Acting for a Cause – Do you have two hours and a good wifi connection? You can spend that time listening to full cast readings of such classic plays as Pride and Prejudice, Jane Eyre and Romeo and Juliet performed by “young Hollywood” actors to benefit “students from the West side of Chicago [whose aim it is to] return to their fine arts programs and private schools after the financial difficulty caused by the Coronavirus closures.” Source
Harry Potter Reading – Daniel Radcliffe, David Beckham, Dakota Fanning, Eddie Redmayne, Stephen Fry, Claudia Kim, and Noma Dumezweni recorded chapters from the first Potter novel, Harry Potter and the Sorcerer’s (Philosopher’s) Stone, reminding us all what it was like to dip into Harry’s world for the first time. And it’s now available as a free audiobook on Spotify. Hogwarts is calling. It’s time to come home.

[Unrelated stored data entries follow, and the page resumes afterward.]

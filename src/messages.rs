use serde::{Deserialize, Serialize};

/// Device identifier stamped on every published message
pub const DEVICE_ID: &str = "vl6180x-hub";

/// Header metadata common to all published messages
#[derive(Serialize, Deserialize, Clone, Debug)]
pub struct Header {
    /// Unique device identifier
    pub device_id: String,
    /// Channel identifier (e.g., "distance", "als", "distance_error")
    pub channel_id: String,
    /// Sequence number for message ordering
    pub seq: u64,
    /// UTC timestamp in nanoseconds
    pub t_utc_ns: u64,
    /// Message schema version for evolution
    pub schema_v: u16,
}

impl Header {
    /// Create a new header with the current timestamp
    pub fn new(channel_id: String, seq: u64) -> Self {
        use std::time::{SystemTime, UNIX_EPOCH};

        let t_utc_ns = SystemTime::now()
            .duration_since(UNIX_EPOCH)
            .unwrap_or_default()
            .as_nanos() as u64;

        Self {
            device_id: DEVICE_ID.to_string(),
            channel_id,
            seq,
            t_utc_ns,
            schema_v: 1,
        }
    }
}

/// Distance measurement in millimeters; NaN means "no reading"
#[derive(Serialize, Deserialize, Clone, Debug)]
pub struct DistanceMessage {
    pub h: Header,
    pub millimeters: f32,
}

/// Ambient light measurement in lux; NaN means "no reading"
#[derive(Serialize, Deserialize, Clone, Debug)]
pub struct AmbientLightMessage {
    pub h: Header,
    pub lux: f32,
}

/// Out-of-band status/error code: the peripheral's 0-15 status codes, or
/// 199 for "hardware unavailable / bus timeout"
#[derive(Serialize, Deserialize, Clone, Debug)]
pub struct FaultMessage {
    pub h: Header,
    pub code: f32,
}

/// Unified message enum for everything the hub publishes
#[derive(Serialize, Deserialize, Clone, Debug)]
pub enum SensorMessage {
    Distance(DistanceMessage),
    AmbientLight(AmbientLightMessage),
    Fault(FaultMessage),
}

impl SensorMessage {
    /// Get the header from any message
    pub fn header(&self) -> &Header {
        match self {
            SensorMessage::Distance(msg) => &msg.h,
            SensorMessage::AmbientLight(msg) => &msg.h,
            SensorMessage::Fault(msg) => &msg.h,
        }
    }

    /// Get the channel ID from any message
    pub fn channel_id(&self) -> &str {
        &self.header().channel_id
    }

    /// Serialize to JSON for debugging. NaN readings come out as `null`,
    /// which JSON-consuming dashboards already treat as "no data".
    pub fn to_json(&self) -> Result<String, serde_json::Error> {
        serde_json::to_string(self)
    }
}

#[cfg(test)]
mod tests {
    use super::*;

    #[test]
    fn header_creation() {
        let header = Header::new("distance".to_string(), 42);

        assert_eq!(header.device_id, DEVICE_ID);
        assert_eq!(header.channel_id, "distance");
        assert_eq!(header.seq, 42);
        assert_eq!(header.schema_v, 1);
        assert!(header.t_utc_ns > 0);
    }

    #[test]
    fn distance_message_serialization() {
        let msg = SensorMessage::Distance(DistanceMessage {
            h: Header::new("distance".to_string(), 1),
            millimeters: 87.0,
        });

        let json = msg.to_json().unwrap();
        assert!(json.contains("distance"));
        assert!(json.contains("87"));

        let decoded: SensorMessage = serde_json::from_str(&json).unwrap();
        match decoded {
            SensorMessage::Distance(d) => {
                assert_eq!(d.millimeters, 87.0);
                assert_eq!(d.h.channel_id, "distance");
            }
            _ => panic!("Wrong message type"),
        }
    }

    #[test]
    fn no_reading_serializes_as_null() {
        let msg = SensorMessage::AmbientLight(AmbientLightMessage {
            h: Header::new("als".to_string(), 1),
            lux: f32::NAN,
        });
        assert!(msg.to_json().unwrap().contains("\"lux\":null"));
    }
}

Chuck Wendig Keeps Us Chatting – One of our favorite authors, Chuck Wendig is never one to sugarcoat a thing, but he’s also taking each night to keep his followers engaged with his “Nightly Questions.” Whether it’s about the creative work that changed you the most, or the best, most perfectly perfect albums of all times, (Appetite for Destruction, Purple Rain, Jagged Little Pill and Rumors if you’re keeping track), Wendig’s topics have helped to distract many consumed by the quarantined. Stop by his Twitter feed to get in on the conversation.
Cat Valente’s The Orphan’s Tales Live Reads – With her lush description and velvet-rich voice Cat Valente has spent the past month reading from her 2006 title, The Orphan’s Tale: In the Night Garden. The readings started as live feeds on her Instagram, but have been posted in numerical order on her YouTube page. Watch each one, sit back, and get lost in this magical, consuming story about “a lonely girl[…] spinning stories to warm a curious prince. Inked on her eyelids, each twisting, tattooed tale is a piece in the puzzle of the girl’s own hidden history.”

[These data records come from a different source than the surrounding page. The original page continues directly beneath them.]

use async_trait::async_trait;

use crate::bus::BusError;
use crate::errors::ConfigError;
use crate::hub::Hub;
use crate::vl6180x::{reg, MARKER_SENTINEL};

/// What a strategy did with the hardware offset register.
#[derive(Debug, Clone, Copy, PartialEq, Eq)]
pub enum CalibrationAction {
    /// Cold boot: factory NVM offset plus the user offset was written back.
    Applied { total: i8 },
    /// Soft reset: the hardware already holds the combined offset.
    Retained,
}

/// Cold-boot vs soft-reset disambiguation for the additive range offset.
///
/// The total offset (factory + user) must be computed additively at most
/// once per sensor power cycle; re-adding on every host restart would drift
/// the signed 8-bit register. Both variants guarantee that `apply` is
/// idempotent while the sensor stays powered.
#[async_trait]
pub trait CalibrationStrategy: Send + Sync {
    fn name(&self) -> &'static str;
    async fn apply(&self, hub: &mut Hub, user_offset: i8) -> Result<CalibrationAction, BusError>;
}

/// Canonical variant: a scratch register powers up as 0x00 and is set to a
/// sentinel byte right after the first offset application. Seeing the
/// sentinel means the sensor kept power across the host restart.
pub struct MarkerRegister;

#[async_trait]
impl CalibrationStrategy for MarkerRegister {
    fn name(&self) -> &'static str {
        "marker"
    }

    async fn apply(&self, hub: &mut Hub, user_offset: i8) -> Result<CalibrationAction, BusError> {
        let marker = hub.sensor.read_reg(reg::PERSISTENCE_SCRATCH).await?;
        if marker == MARKER_SENTINEL {
            return Ok(CalibrationAction::Retained);
        }

        let factory = hub.sensor.read_reg(reg::SYSRANGE_PART_TO_PART_OFFSET).await? as i8;
        // Same wraparound the 8-bit hardware register applies.
        let total = factory.wrapping_add(user_offset);
        hub.sensor
            .write_reg(reg::SYSRANGE_PART_TO_PART_OFFSET, total as u8)
            .await?;
        hub.sensor
            .write_reg(reg::PERSISTENCE_SCRATCH, MARKER_SENTINEL)
            .await?;
        Ok(CalibrationAction::Applied { total })
    }
}

/// Alternative variant: branch on the "fresh out of reset" bit the hub
/// captured (and acknowledged) during setup instead of a marker byte. The
/// hub hands the flag out once, so repeated attach calls stay idempotent.
pub struct ResetFlag;

#[async_trait]
impl CalibrationStrategy for ResetFlag {
    fn name(&self) -> &'static str {
        "reset-flag"
    }

    async fn apply(&self, hub: &mut Hub, user_offset: i8) -> Result<CalibrationAction, BusError> {
        if !hub.take_fresh_flag() {
            return Ok(CalibrationAction::Retained);
        }

        let factory = hub.sensor.read_reg(reg::SYSRANGE_PART_TO_PART_OFFSET).await? as i8;
        let total = factory.wrapping_add(user_offset);
        hub.sensor
            .write_reg(reg::SYSRANGE_PART_TO_PART_OFFSET, total as u8)
            .await?;
        Ok(CalibrationAction::Applied { total })
    }
}

/// Resolve the strategy named in the configuration file.
pub fn strategy_from_name(name: &str) -> Result<Box<dyn CalibrationStrategy>, ConfigError> {
    match name {
        "marker" => Ok(Box::new(MarkerRegister)),
        "reset-flag" => Ok(Box::new(ResetFlag)),
        other => Err(ConfigError::InvalidValue {
            field: "sensor.calibration".to_string(),
            reason: format!("unknown strategy '{}', expected 'marker' or 'reset-flag'", other),
        }),
    }
}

To help bring awareness to the danger facing Chicago’s Volumes Bookcafe, one fo the city’s premier independent booksellers, a group of twenty-five writers recreated the “Breakfast Club dance” to help reach the bookstore’s fundraising goal.
Rebecca Makkai says she asked her friends to participate in the video to help bring awareness to the campaign and that they are “a long way from their ultimate goal, but if things go well they’ll be able to move to a new location to serve the same neighborhood, readers, aspiring writers, LGBTQIA folks, families, kids, students, open mic nights.”